Controversy exists as to whether endogenous cortisol production is associated with visceral obesity and insulin resistance in humans. We therefore quantified cortisol production and clearance rates, abdominal fat depots, insulin sensitivity, and adipocyte gene expression in a cohort of 24 men. To test whether the relationships found are a consequence rather than a cause of obesity, eight men from this larger group were studied before and after weight loss.
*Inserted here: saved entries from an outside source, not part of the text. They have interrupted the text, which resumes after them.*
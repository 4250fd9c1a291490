//! Configuration file loading and backend factories.

use std::path::{Path, PathBuf};
use std::sync::Arc;

use anyhow::{Context, Result};
use serde::{Deserialize, Serialize};

use perlan_core::engine::SessionSettings;
use perlan_core::traits::{QuestionGenerator, RemoteStore};

use crate::file::FileRemote;
use crate::http::HttpRemote;
use crate::memory::MemoryRemote;
use crate::mock::MockGenerator;
use crate::openai::OpenAiGenerator;

/// Where the authoritative copy of the content lives.
///
/// Note: Custom Debug impl masks API keys to prevent accidental exposure in logs.
#[derive(Clone, Serialize, Deserialize)]
#[serde(tag = "type", rename_all = "lowercase")]
pub enum RemoteConfig {
    Http {
        base_url: String,
        #[serde(default)]
        api_key: Option<String>,
        #[serde(default)]
        timeout_secs: Option<u64>,
    },
    File {
        dir: PathBuf,
    },
    /// Process-local; contents vanish on exit.
    Memory,
}

impl std::fmt::Debug for RemoteConfig {
    fn fmt(&self, f: &mut std::fmt::Formatter<'_>) -> std::fmt::Result {
        match self {
            RemoteConfig::Http {
                base_url,
                api_key,
                timeout_secs,
            } => f
                .debug_struct("Http")
                .field("base_url", base_url)
                .field("api_key", &api_key.as_ref().map(|_| "***"))
                .field("timeout_secs", timeout_secs)
                .finish(),
            RemoteConfig::File { dir } => f.debug_struct("File").field("dir", dir).finish(),
            RemoteConfig::Memory => f.write_str("Memory"),
        }
    }
}

/// Which backend drafts new questions.
#[derive(Clone, Serialize, Deserialize)]
#[serde(tag = "type", rename_all = "lowercase")]
pub enum GeneratorConfig {
    OpenAi {
        api_key: String,
        #[serde(default)]
        base_url: Option<String>,
        #[serde(default)]
        model: Option<String>,
    },
    Mock,
}

impl std::fmt::Debug for GeneratorConfig {
    fn fmt(&self, f: &mut std::fmt::Formatter<'_>) -> std::fmt::Result {
        match self {
            GeneratorConfig::OpenAi {
                api_key: _,
                base_url,
                model,
            } => f
                .debug_struct("OpenAi")
                .field("api_key", &"***")
                .field("base_url", base_url)
                .field("model", model)
                .finish(),
            GeneratorConfig::Mock => f.write_str("Mock"),
        }
    }
}

/// Top-level perlan configuration.
#[derive(Debug, Clone, Serialize, Deserialize)]
pub struct PerlanConfig {
    /// Directory of the local content cache.
    #[serde(default = "default_data_dir")]
    pub data_dir: PathBuf,
    /// Remote store; offline when absent.
    #[serde(default)]
    pub remote: Option<RemoteConfig>,
    #[serde(default)]
    pub generator: Option<GeneratorConfig>,
    #[serde(default)]
    pub game: SessionSettings,
}

fn default_data_dir() -> PathBuf {
    PathBuf::from("./perlan-data")
}

impl Default for PerlanConfig {
    fn default() -> Self {
        Self {
            data_dir: default_data_dir(),
            remote: None,
            generator: None,
            game: SessionSettings::default(),
        }
    }
}

/// Resolve environment variable references like `${VAR_NAME}` in a string.
fn resolve_env_vars(s: &str) -> String {
    let mut result = s.to_string();
    while let Some(start) = result.find("${") {
        let Some(end) = result[start..].find('}') else {
            break;
        };
        let value = std::env::var(&result[start + 2..start + end]).unwrap_or_default();
        result.replace_range(start..start + end + 1, &value);
    }
    result
}

fn resolve_remote_config(config: RemoteConfig) -> RemoteConfig {
    match config {
        RemoteConfig::Http {
            base_url,
            api_key,
            timeout_secs,
        } => RemoteConfig::Http {
            base_url: resolve_env_vars(&base_url),
            api_key: api_key.map(|k| resolve_env_vars(&k)),
            timeout_secs,
        },
        RemoteConfig::File { dir } => RemoteConfig::File {
            dir: PathBuf::from(resolve_env_vars(&dir.to_string_lossy())),
        },
        RemoteConfig::Memory => RemoteConfig::Memory,
    }
}

fn resolve_generator_config(config: GeneratorConfig) -> GeneratorConfig {
    match config {
        GeneratorConfig::OpenAi {
            api_key,
            base_url,
            model,
        } => GeneratorConfig::OpenAi {
            api_key: resolve_env_vars(&api_key),
            base_url: base_url.map(|u| resolve_env_vars(&u)),
            model,
        },
        GeneratorConfig::Mock => GeneratorConfig::Mock,
    }
}

/// Load configuration from well-known paths.
///
/// Search order:
/// 1. `perlan.toml` in the current directory
/// 2. `~/.config/perlan/config.toml`
///
/// Environment variable overrides: `PERLAN_REMOTE_URL`, `PERLAN_REMOTE_KEY`,
/// `PERLAN_OPENAI_KEY`.
pub fn load_config() -> Result<PerlanConfig> {
    load_config_from(None)
}

/// Load config from an explicit path, or search the default locations.
pub fn load_config_from(path: Option<&Path>) -> Result<PerlanConfig> {
    let config_path = match path {
        Some(p) if p.exists() => Some(p.to_path_buf()),
        Some(p) => anyhow::bail!("config file not found: {}", p.display()),
        None => {
            let local = PathBuf::from("perlan.toml");
            if local.exists() {
                Some(local)
            } else {
                dirs_path()
                    .map(|home| home.join("config.toml"))
                    .filter(|global| global.exists())
            }
        }
    };

    let config = match config_path {
        Some(path) => {
            let content = std::fs::read_to_string(&path)
                .with_context(|| format!("failed to read config: {}", path.display()))?;
            let config = parse_config(&content)
                .with_context(|| format!("failed to parse config: {}", path.display()))?;
            tracing::debug!("loaded config from {}", path.display());
            config
        }
        None => PerlanConfig::default(),
    };

    Ok(apply_env_overrides(config))
}

/// Parse a config document and resolve `${VAR}` references in it.
pub fn parse_config(content: &str) -> Result<PerlanConfig> {
    let mut config: PerlanConfig = toml::from_str(content)?;
    config.data_dir = PathBuf::from(resolve_env_vars(&config.data_dir.to_string_lossy()));
    config.remote = config.remote.map(resolve_remote_config);
    config.generator = config.generator.map(resolve_generator_config);
    Ok(config)
}

fn apply_env_overrides(mut config: PerlanConfig) -> PerlanConfig {
    if let Ok(url) = std::env::var("PERLAN_REMOTE_URL") {
        let (api_key, timeout_secs) = match config.remote.take() {
            Some(RemoteConfig::Http {
                api_key,
                timeout_secs,
                ..
            }) => (api_key, timeout_secs),
            _ => (None, None),
        };
        config.remote = Some(RemoteConfig::Http {
            base_url: url,
            api_key,
            timeout_secs,
        });
    }

    if let Ok(key) = std::env::var("PERLAN_REMOTE_KEY") {
        if let Some(RemoteConfig::Http { api_key, .. }) = config.remote.as_mut() {
            *api_key = Some(key);
        }
    }

    if let Ok(key) = std::env::var("PERLAN_OPENAI_KEY") {
        match config.generator.as_mut() {
            Some(GeneratorConfig::OpenAi { api_key, .. }) => *api_key = key,
            _ => {
                config.generator = Some(GeneratorConfig::OpenAi {
                    api_key: key,
                    base_url: None,
                    model: None,
                })
            }
        }
    }

    config
}

fn dirs_path() -> Option<PathBuf> {
    std::env::var("HOME")
        .ok()
        .map(|h| PathBuf::from(h).join(".config").join("perlan"))
}

/// Create a remote store from its configuration.
pub fn create_remote(config: &RemoteConfig) -> Result<Arc<dyn RemoteStore>> {
    match config {
        RemoteConfig::Http {
            base_url,
            api_key,
            timeout_secs,
        } => Ok(Arc::new(HttpRemote::new(
            base_url,
            api_key.clone(),
            *timeout_secs,
        )?)),
        RemoteConfig::File { dir } => Ok(Arc::new(FileRemote::new(dir.clone()))),
        RemoteConfig::Memory => Ok(Arc::new(MemoryRemote::new())),
    }
}

/// Create a question generator from its configuration.
pub fn create_generator(config: &GeneratorConfig) -> Result<Box<dyn QuestionGenerator>> {
    match config {
        GeneratorConfig::OpenAi {
            api_key,
            base_url,
            model,
        } => {
            if api_key.is_empty() {
                anyhow::bail!("openai generator needs an api_key (or PERLAN_OPENAI_KEY)");
            }
            Ok(Box::new(OpenAiGenerator::new(
                api_key,
                base_url.clone(),
                model.clone(),
            )?))
        }
        GeneratorConfig::Mock => Ok(Box::new(MockGenerator::new())),
    }
}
Daily cortisol production rates (CPR), free cortisol levels (FC), and metabolic clearance rates (MCR) were measured by stable isotope methodology and 24-h sampling; intra-abdominal fat (IAF) and subcutaneous fat (SQF) by computed tomography; insulin sensitivity (S(I)) by frequently sampled intravenous glucose tolerance test; and adipocyte 11beta-hydroxysteroid dehydrogenase-1 (11beta-HSD-1) gene expression by quantitative RT-PCR from subcutaneous biopsies. Increased CPR and FC correlated with increased IAF, but not SQF, and with decreased S(I). Increased 11beta-HSD-1 gene expression correlated with both IAF and SQF and with decreased S(I). With weight loss, CPR, FC, and MCR did not change compared with baseline; however, with greater loss in body fat than lean mass during weight loss, both CPR and FC increased proportionally to final fat mass and IAF and 11beta-HSD-1 decreased compared with baseline. These data support a model in which increased hypothalamic-pituitary-adrenal activity in men promotes selective visceral fat accumulation and insulin resistance and may promote weight regain after diet-induced weight loss, whereas 11beta-HSD-1 gene expression in SQF is a consequence rather than cause of adiposity.

Fig. 1.

Top: linear regression analysis with 95% confidence intervals for 24-h cortisol production rates adjusted for body surface area (CPR/BSA) vs. intra-abdominal fat (IAF) (r = 0.53, P = 0.01; left) and 24-h plasma free cortisol levels vs. IAF (r = 0.45, P = 0.04; right). CPR vs. IAF, r = 0.59, P = 0.005 (graph not shown). Bottom: linear regression analysis with 95% confidence intervals for CPR/BSA vs. insulin sensitivity (S_I) (r = −0.58, P = 0.003; left) and 24-h plasma free cortisol levels vs. S_I (r = −0.50, P = 0.01; right). CPR vs. S_I, r = −0.70, P < 0.001 (graph not shown).

Fig. 2.

Mean ± SE plasma total cortisol levels sampled every 30 min over 24 h in the subjects with the least amount of IAF (1st tertile, ○; n = 7) and the subjects with the greatest amount of IAF (3rd tertile, •; n = 7). Median 24-h area under the curve (AUC): total cortisol 6,120 μg-day/dl vs. 8,330 μg-day/dl, 1st vs. 3rd tertile, P = 0.01. Lines and P values signify AUC values during 6-h time blocks that are different in the 1st vs. 3rd tertiles.

Fig. 3.

CPR in relationship to fat-free mass (FFM), fat mass (FM), and IAF before (Pre) and after (Post) a period of caloric restriction-induced weight loss.

Fig. 4.

Twenty-four-hour free cortisol levels in relationship to FFM, FM, and IAF, before (Pre) and after (Post) a period of caloric restriction-induced weight loss.